Ranking the Metal Gear Solid Games From The Original To The Phantom Pain
The Metal Gear Solid series has served as one of the most unique entities in the gaming world since it began back in 1998. Ostensibly a continuation of Hideo Kojima’s Metal Gear series on the MSX, Metal Gear Solid doubled down on the more mature elements of those earlier games.
Constructing a unique world where political intrigue and nuclear proliferation are balanced with anime super attacks and some of the longest villain monologues ever recorded, Kojima’s very specific brand of crazy stealth action is truly a one of a kind franchise.

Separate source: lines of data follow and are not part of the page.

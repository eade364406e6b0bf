use std::collections::HashMap;

use serde::{Deserialize, Serialize};
use uuid::Uuid;

use ar_core::types::{ActivityEntry, Issue, Project};

// ---------------------------------------------------------------------------
// Queries
// ---------------------------------------------------------------------------

#[derive(Debug, Default, Deserialize)]
pub struct IssueListQuery {
    pub project_id: Option<Uuid>,
    pub state: Option<String>,
}

/// Paging for the two activity feeds on the detail endpoint.
#[derive(Debug, Default, Deserialize)]
pub struct IssueDetailQuery {
    pub build_limit: Option<u32>,
    pub offset: Option<u32>,
    pub timeline_limit: Option<u32>,
    pub timeline_offset: Option<u32>,
}

#[derive(Debug, Default, Deserialize)]
pub struct ActivityQuery {
    pub limit: Option<u32>,
}

// ---------------------------------------------------------------------------
// Requests
// ---------------------------------------------------------------------------

#[derive(Debug, Deserialize)]
pub struct TransitionRequest {
    pub target_state: String,
    #[serde(default)]
    pub reset_fields: Vec<String>,
}

#[derive(Debug, Deserialize)]
pub struct ResetRequest {
    #[serde(default)]
    pub fields: Vec<String>,
}

// ---------------------------------------------------------------------------
// Responses
// ---------------------------------------------------------------------------

#[derive(Debug, Serialize)]
pub struct StatusResponse {
    pub status: &'static str,
    pub version: &'static str,
    pub uptime_seconds: u64,
    pub active_builds: usize,
    pub usage_limited_until: Option<chrono::DateTime<chrono::Utc>>,
}

/// A project plus its issue-state breakdown.
#[derive(Debug, Serialize)]
pub struct ProjectSummary {
    #[serde(flatten)]
    pub project: Project,
    pub issue_counts: HashMap<String, u64>,
    pub active_issues: u64,
}

#[derive(Debug, Serialize)]
pub struct IssueDetailResponse {
    pub issue: Issue,
    pub timeline_activity: Vec<ActivityEntry>,
    pub build_activity: Vec<ActivityEntry>,
}

#[derive(Debug, Serialize)]
pub struct TransitionsResponse {
    pub targets: Vec<String>,
    pub resettable_fields: Vec<&'static str>,
}
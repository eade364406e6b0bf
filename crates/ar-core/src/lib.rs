//! Core library for autoralph — the durable data model, the SQLite store,
//! configuration, and the small shared signalling primitives (wake channel,
//! usage-limit gate, shutdown broadcast) the orchestration kernel is built on.

pub mod config;
pub mod lockfile;
pub mod shutdown;
pub mod store;
pub mod types;
pub mod usage_limit;
pub mod wake;
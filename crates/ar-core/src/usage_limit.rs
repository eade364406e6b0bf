use std::sync::{Arc, Mutex};

use chrono::{DateTime, Utc};

/// Process-wide usage-limit gate.
///
/// When an AI provider signals rate exhaustion, the orchestrator records an
/// absolute expiry instant here. While the deadline lies in the future, async
/// transitions are skipped; sync transitions keep executing. Reads are
/// lock-protected snapshots; an expired deadline is cleared on read.
#[derive(Clone, Default)]
pub struct UsageLimiter {
    inner: Arc<Mutex<Option<DateTime<Utc>>>>,
}

impl UsageLimiter {
    pub fn new() -> Self {
        Self::default()
    }

    /// Record a deadline. A later deadline replaces an earlier one; an
    /// earlier one is ignored.
    pub fn set_limited_until(&self, until: DateTime<Utc>) {
        let mut cell = self.inner.lock().expect("usage limit lock poisoned");
        match *cell {
            Some(existing) if existing >= until => {}
            _ => {
                tracing::warn!(until = %until, "usage limit engaged");
                *cell = Some(until);
            }
        }
    }

    /// Drop the gate regardless of deadline.
    pub fn clear(&self) {
        let mut cell = self.inner.lock().expect("usage limit lock poisoned");
        if cell.take().is_some() {
            tracing::info!("usage limit cleared");
        }
    }

    /// True while the deadline lies in the future.
    pub fn is_limited(&self) -> bool {
        let mut cell = self.inner.lock().expect("usage limit lock poisoned");
        match *cell {
            Some(until) if until > Utc::now() => true,
            Some(_) => {
                // Deadline elapsed; normal operation resumes.
                *cell = None;
                false
            }
            None => false,
        }
    }

    /// The current deadline, if one is set (expired or not).
    pub fn limited_until(&self) -> Option<DateTime<Utc>> {
        *self.inner.lock().expect("usage limit lock poisoned")
    }
}

#[cfg(test)]
mod tests {
    use super::*;
    use chrono::Duration;

    #[test]
    fn future_deadline_gates() {
        let gate = UsageLimiter::new();
        assert!(!gate.is_limited());

        gate.set_limited_until(Utc::now() + Duration::minutes(10));
        assert!(gate.is_limited());

        gate.clear();
        assert!(!gate.is_limited());
    }

    #[test]
    fn past_deadline_clears_on_read() {
        let gate = UsageLimiter::new();
        gate.set_limited_until(Utc::now() - Duration::seconds(1));
        assert!(!gate.is_limited());
        assert_eq!(gate.limited_until(), None);
    }

    #[test]
    fn earlier_deadline_does_not_shrink_gate() {
        let gate = UsageLimiter::new();
        let far = Utc::now() + Duration::minutes(30);
        gate.set_limited_until(far);
        gate.set_limited_until(Utc::now() + Duration::minutes(1));
        assert_eq!(gate.limited_until(), Some(far));
    }
}
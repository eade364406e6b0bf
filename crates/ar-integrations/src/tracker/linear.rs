use async_trait::async_trait;
use chrono::{DateTime, Utc};
use serde_json::{json, Value};

use super::{Result, TrackerClient, TrackerError};
use crate::types::{TrackerComment, TrackerIssue};

/// GraphQL client for a Linear-style tracker API.
///
/// Authenticates with a raw API key in the `Authorization` header; every
/// operation is one POST to the configured endpoint.
pub struct LinearClient {
    http: reqwest::Client,
    api_url: String,
    api_key: String,
}

impl LinearClient {
    pub fn new(api_url: impl Into<String>, api_key: impl Into<String>) -> Self {
        let http = reqwest::Client::builder()
            .timeout(std::time::Duration::from_secs(30))
            .build()
            .unwrap_or_default();
        Self {
            http,
            api_url: api_url.into(),
            api_key: api_key.into(),
        }
    }

    /// Execute one GraphQL operation and return the `data` object.
    async fn graphql(&self, query: &str, variables: Value) -> Result<Value> {
        let response = self
            .http
            .post(&self.api_url)
            .header("Authorization", &self.api_key)
            .json(&json!({ "query": query, "variables": variables }))
            .send()
            .await?
            .error_for_status()?;

        let body: Value = response.json().await?;
        if let Some(errors) = body.get("errors").and_then(Value::as_array) {
            if !errors.is_empty() {
                return Err(TrackerError::Api(errors[0].to_string()));
            }
        }
        body.get("data")
            .cloned()
            .ok_or_else(|| TrackerError::Api("response without data".into()))
    }
}

#[async_trait]
impl TrackerClient for LinearClient {
    async fn list_assigned_issues(
        &self,
        team_id: &str,
        assignee_id: &str,
    ) -> Result<Vec<TrackerIssue>> {
        let data = self
            .graphql(
                "query AssignedIssues($team: ID!, $assignee: ID!) {
                   issues(filter: {
                     team: { id: { eq: $team } },
                     assignee: { id: { eq: $assignee } }
                   }) {
                     nodes { id identifier title description }
                   }
                 }",
                json!({ "team": team_id, "assignee": assignee_id }),
            )
            .await?;

        let nodes = data
            .pointer("/issues/nodes")
            .and_then(Value::as_array)
            .ok_or_else(|| TrackerError::Api("malformed issues response".into()))?;

        Ok(nodes
            .iter()
            .map(|node| TrackerIssue {
                id: str_field(node, "id"),
                identifier: str_field(node, "identifier"),
                title: str_field(node, "title"),
                description: str_field(node, "description"),
            })
            .collect())
    }

    async fn list_comments(&self, issue_id: &str) -> Result<Vec<TrackerComment>> {
        let data = self
            .graphql(
                "query IssueComments($id: String!) {
                   issue(id: $id) {
                     comments {
                       nodes { id body createdAt user { id } }
                     }
                   }
                 }",
                json!({ "id": issue_id }),
            )
            .await?;

        let nodes = data
            .pointer("/issue/comments/nodes")
            .and_then(Value::as_array)
            .ok_or_else(|| TrackerError::Api("malformed comments response".into()))?;

        let mut comments: Vec<TrackerComment> = nodes
            .iter()
            .map(|node| TrackerComment {
                id: str_field(node, "id"),
                body: str_field(node, "body"),
                author_id: node
                    .pointer("/user/id")
                    .and_then(Value::as_str)
                    .unwrap_or_default()
                    .to_string(),
                created_at: parse_timestamp(node.get("createdAt")),
            })
            .collect();
        comments.sort_by(|a, b| a.created_at.cmp(&b.created_at));
        Ok(comments)
    }

    async fn post_comment(&self, issue_id: &str, body: &str) -> Result<()> {
        let data = self
            .graphql(
                "mutation PostComment($issueId: String!, $body: String!) {
                   commentCreate(input: { issueId: $issueId, body: $body }) { success }
                 }",
                json!({ "issueId": issue_id, "body": body }),
            )
            .await?;

        match data.pointer("/commentCreate/success").and_then(Value::as_bool) {
            Some(true) => Ok(()),
            _ => Err(TrackerError::Api("comment creation rejected".into())),
        }
    }

    async fn set_issue_state(&self, issue_id: &str, state_name: &str) -> Result<()> {
        // Resolve the workflow state id by name, scoped to the issue's team.
        let data = self
            .graphql(
                "query IssueStates($id: String!) {
                   issue(id: $id) {
                     team { states { nodes { id name } } }
                   }
                 }",
                json!({ "id": issue_id }),
            )
            .await?;

        let states = data
            .pointer("/issue/team/states/nodes")
            .and_then(Value::as_array)
            .ok_or_else(|| TrackerError::Api("malformed states response".into()))?;
        let state_id = states
            .iter()
            .find(|node| {
                node.get("name")
                    .and_then(Value::as_str)
                    .is_some_and(|name| name.eq_ignore_ascii_case(state_name))
            })
            .map(|node| str_field(node, "id"))
            .ok_or_else(|| TrackerError::Api(format!("no workflow state named {state_name}")))?;

        let data = self
            .graphql(
                "mutation MoveIssue($id: String!, $stateId: String!) {
                   issueUpdate(id: $id, input: { stateId: $stateId }) { success }
                 }",
                json!({ "id": issue_id, "stateId": state_id }),
            )
            .await?;

        match data.pointer("/issueUpdate/success").and_then(Value::as_bool) {
            Some(true) => Ok(()),
            _ => Err(TrackerError::Api("issue state update rejected".into())),
        }
    }
}

fn str_field(node: &Value, key: &str) -> String {
    node.get(key)
        .and_then(Value::as_str)
        .unwrap_or_default()
        .to_string()
}

fn parse_timestamp(value: Option<&Value>) -> DateTime<Utc> {
    value
        .and_then(Value::as_str)
        .and_then(|raw| DateTime::parse_from_rfc3339(raw).ok())
        .map(|dt| dt.with_timezone(&Utc))
        .unwrap_or_else(Utc::now)
}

With that in mind, we’ve hunkered down to rank all of the best Metal Gear Solid games of the main canon. So open up your CODEC, hide in the nearest locker and settle in for some betrayals from your superiors — we’re doing this.
8. Metal Gear Solid: Portable Ops
While every game in the Metal Gear Solid series is worth playing, when it comes to the portable entries, they fail to live up to the high pedigree set by the rest of the franchise.
With many central abilities, like the basic ability to crouch, removed from the game (due to limited buttons), Portable Ops just doesn’t feel like a Metal Gear Solid game. Moreover, the removal of the cutscenes in favor of comic book panels really offs the flavor of this often cinematic series.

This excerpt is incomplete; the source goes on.